» ASSIGNMENT: Would you please restate all of the data exactly?

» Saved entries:

==========

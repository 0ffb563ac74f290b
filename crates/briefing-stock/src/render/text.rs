//! Plain-text digest

use super::labels::{self, Labels};
use super::{ReportRenderer, format_issued_at, format_price, group_thousands, signed_percent};
use crate::error::{BriefingError, Result};
use crate::model::{MarketOverview, NewsSummary, QuoteSnapshot, ReportFormat, ReportSection};
use briefing_prompt::Language;
use chrono::{DateTime, Local};
use comfy_table::{Table, presets};
use std::fmt::{self, Write};

/// Rule printed after every ticker block
pub const SECTION_RULE_WIDTH: usize = 40;

pub struct TextRenderer {
    language: Language,
}

impl TextRenderer {
    pub fn new(language: Language) -> Self {
        Self { language }
    }

    fn quote_table(&self, sections: &[ReportSection], labels: &Labels) -> Option<String> {
        if sections.iter().all(|s| s.snapshot.is_none()) {
            return None;
        }

        let mut table = Table::new();
        table.load_preset(presets::ASCII_MARKDOWN).set_header(vec![
            labels.ticker,
            labels.price,
            labels.change,
            labels.upside,
        ]);

        for section in sections {
            let ticker = section.entry.ticker.clone();
            match &section.snapshot {
                Some(QuoteSnapshot::Available(m)) => {
                    let flags: String = m.badges.iter().map(|b| b.symbol()).collect();
                    table.add_row(vec![
                        format!("{ticker} {flags}").trim_end().to_string(),
                        format_price(m.price),
                        signed_percent(m.percent_change),
                        m.analyst_target.map_or_else(
                            || "-".to_string(),
                            |_| signed_percent(m.upside_percent),
                        ),
                    ]);
                }
                Some(QuoteSnapshot::Unavailable { .. }) => {
                    table.add_row(vec![ticker, "-".to_string(), "-".to_string(), "-".to_string()]);
                }
                None => {}
            }
        }

        Some(table.to_string())
    }

    fn write_overview(
        &self,
        out: &mut String,
        overview: &MarketOverview,
        labels: &Labels,
    ) -> fmt::Result {
        writeln!(out, "[{}]", labels.overview)?;
        for row in &overview.indices {
            writeln!(
                out,
                "{}: {} ({})",
                row.label,
                group_thousands(row.price),
                signed_percent(row.percent_change)
            )?;
        }
        if let Some(vix) = overview.vix {
            let band = vix.band.label(&self.language);
            writeln!(out, "{}: {:.2} ({band})", labels.vix, vix.value)?;
        }
        Ok(())
    }

    fn write_section_body(
        &self,
        out: &mut String,
        section: &ReportSection,
        labels: &Labels,
    ) -> fmt::Result {
        match &section.summary {
            Some(NewsSummary::Parsed { lines, sentiment }) => {
                for (i, line) in lines.iter().enumerate() {
                    writeln!(out, "{}. {line}", i + 1)?;
                }
                write!(out, "{}: {}", labels.sentiment, sentiment.label(&self.language))
            }
            Some(NewsSummary::Fallback(text)) => out.write_str(text),
            None if section.news.is_empty() => out.write_str(labels.quiet_news),
            None => {
                for (i, item) in section.news.iter().enumerate() {
                    if i > 0 {
                        out.write_char('\n')?;
                    }
                    write!(out, "- {}\n  {}", item.title, item.link)?;
                }
                Ok(())
            }
        }
    }

    fn write_digest(
        &self,
        out: &mut String,
        sections: &[ReportSection],
        overview: Option<&MarketOverview>,
        generated_at: DateTime<Local>,
    ) -> fmt::Result {
        let labels = labels::labels(&self.language);
        let rule = "=".repeat(SECTION_RULE_WIDTH);

        writeln!(out, "🌟 {} 🌟", labels::digest_title(&self.language))?;
        writeln!(out, "{}: {}\n", labels.issued, format_issued_at(generated_at))?;

        if let Some(overview) = overview {
            self.write_overview(out, overview, labels)?;
            out.write_char('\n')?;
        }
        if let Some(table) = self.quote_table(sections, labels) {
            write!(out, "{table}\n\n")?;
        }

        for section in sections {
            write!(out, "📊 [{} - {}]", section.entry.ticker, section.entry.display_name)?;
            if matches!(section.snapshot, Some(QuoteSnapshot::Unavailable { .. })) {
                write!(out, " ({})", labels.unavailable)?;
            }
            out.write_char('\n')?;
            self.write_section_body(out, section, labels)?;
            writeln!(out, "\n{rule}")?;
        }

        writeln!(out, "{}", labels.disclaimer)
    }
}

impl ReportRenderer for TextRenderer {
    fn format(&self) -> ReportFormat {
        ReportFormat::Text
    }

    fn subject(&self, _count: usize, generated_at: DateTime<Local>) -> String {
        format!(
            "[{}] {} 💰",
            generated_at.format("%Y-%m-%d"),
            labels::digest_title(&self.language)
        )
    }

    fn render(
        &self,
        sections: &[ReportSection],
        overview: Option<&MarketOverview>,
        generated_at: DateTime<Local>,
    ) -> Result<String> {
        let mut out = String::new();
        self.write_digest(&mut out, sections, overview, generated_at)
            .map_err(|e| BriefingError::RenderError(e.to_string()))?;
        Ok(out)
    }
}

==========

» SOLUTION FOR THIS PROBLEM:
repository 0ffb563ac74f290b
filename crates/briefing-stock/src/render/text.rs
//! Plain-text digest

use super::labels::{self, Labels};
use super::{ReportRenderer, format_issued_at, format_price, group_thousands, signed_percent};
use crate::error::{BriefingError, Result};
use crate::model::{MarketOverview, NewsSummary, QuoteSnapshot, ReportFormat, ReportSection};
use briefing_prompt::Language;
use chrono::{DateTime, Local};
use comfy_table::{Table, presets};
use std::fmt::{self, Write};

/// Rule printed after every ticker block
pub const SECTION_RULE_WIDTH: usize = 40;

pub struct TextRenderer {
    language: Language,
}

impl TextRenderer {
    pub fn new(language: Language) -> Self {
        Self { language }
    }

    fn quote_table(&self, sections: &[ReportSection], labels: &Labels) -> Option<String> {
        if sections.iter().all(|s| s.snapshot.is_none()) {
            return None;
        }

        let mut table = Table::new();
        table.load_preset(presets::ASCII_MARKDOWN).set_header(vec![
            labels.ticker,
            labels.price,
            labels.change,
            labels.upside,
        ]);

        for section in sections {
            let ticker = section.entry.ticker.clone();
            match &section.snapshot {
                Some(QuoteSnapshot::Available(m)) => {
                    let flags: String = m.badges.iter().map(|b| b.symbol()).collect();
                    table.add_row(vec![
                        format!("{ticker} {flags}").trim_end().to_string(),
                        format_price(m.price),
                        signed_percent(m.percent_change),
                        m.analyst_target.map_or_else(
                            || "-".to_string(),
                            |_| signed_percent(m.upside_percent),
                        ),
                    ]);
                }
                Some(QuoteSnapshot::Unavailable { .. }) => {
                    table.add_row(vec![ticker, "-".to_string(), "-".to_string(), "-".to_string()]);
                }
                None => {}
            }
        }

        Some(table.to_string())
    }

    fn write_overview(
        &self,
        out: &mut String,
        overview: &MarketOverview,
        labels: &Labels,
    ) -> fmt::Result {
        writeln!(out, "[{}]", labels.overview)?;
        for row in &overview.indices {
            writeln!(
                out,
                "{}: {} ({})",
                row.label,
                group_thousands(row.price),
                signed_percent(row.percent_change)
            )?;
        }
        if let Some(vix) = overview.vix {
            let band = vix.band.label(&self.language);
            writeln!(out, "{}: {:.2} ({band})", labels.vix, vix.value)?;
        }
        Ok(())
    }

    fn write_section_body(
        &self,
        out: &mut String,
        section: &ReportSection,
        labels: &Labels,
    ) -> fmt::Result {
        match &section.summary {
            Some(NewsSummary::Parsed { lines, sentiment }) => {
                for (i, line) in lines.iter().enumerate() {
                    writeln!(out, "{}. {line}", i + 1)?;
                }
                write!(out, "{}: {}", labels.sentiment, sentiment.label(&self.language))
            }
            Some(NewsSummary::Fallback(text)) => out.write_str(text),
            None if section.news.is_empty() => out.write_str(labels.quiet_news),
            None => {
                for (i, item) in section.news.iter().enumerate() {
                    if i > 0 {
                        out.write_char('\n')?;
                    }
                    write!(out, "- {}\n  {}", item.title, item.link)?;
                }
                Ok(())
            }
        }
    }

    fn write_digest(
        &self,
        out: &mut String,
        sections: &[ReportSection],
        overview: Option<&MarketOverview>,
        generated_at: DateTime<Local>,
    ) -> fmt::Result {
        let labels = labels::labels(&self.language);
        let rule = "=".repeat(SECTION_RULE_WIDTH);

        writeln!(out, "🌟 {} 🌟", labels::digest_title(&self.language))?;
        writeln!(out, "{}: {}\n", labels.issued, format_issued_at(generated_at))?;

        if let Some(overview) = overview {
            self.write_overview(out, overview, labels)?;
            out.write_char('\n')?;
        }
        if let Some(table) = self.quote_table(sections, labels) {
            write!(out, "{table}\n\n")?;
        }

        for section in sections {
            write!(out, "📊 [{} - {}]", section.entry.ticker, section.entry.display_name)?;
            if matches!(section.snapshot, Some(QuoteSnapshot::Unavailable { .. })) {
                write!(out, " ({})", labels.unavailable)?;
            }
            out.write_char('\n')?;
            self.write_section_body(out, section, labels)?;
            writeln!(out, "\n{rule}")?;
        }

        writeln!(out, "{}", labels.disclaimer)
    }
}

impl ReportRenderer for TextRenderer {
    fn format(&self) -> ReportFormat {
        ReportFormat::Text
    }

    fn subject(&self, _count: usize, generated_at: DateTime<Local>) -> String {
        format!(
            "[{}] {} 💰",
            generated_at.format("%Y-%m-%d"),
            labels::digest_title(&self.language)
        )
    }

    fn render(
        &self,
        sections: &[ReportSection],
        overview: Option<&MarketOverview>,
        generated_at: DateTime<Local>,
    ) -> Result<String> {
        let mut out = String::new();
        self.write_digest(&mut out, sections, overview, generated_at)
            .map_err(|e| BriefingError::RenderError(e.to_string()))?;
        Ok(out)
    }
}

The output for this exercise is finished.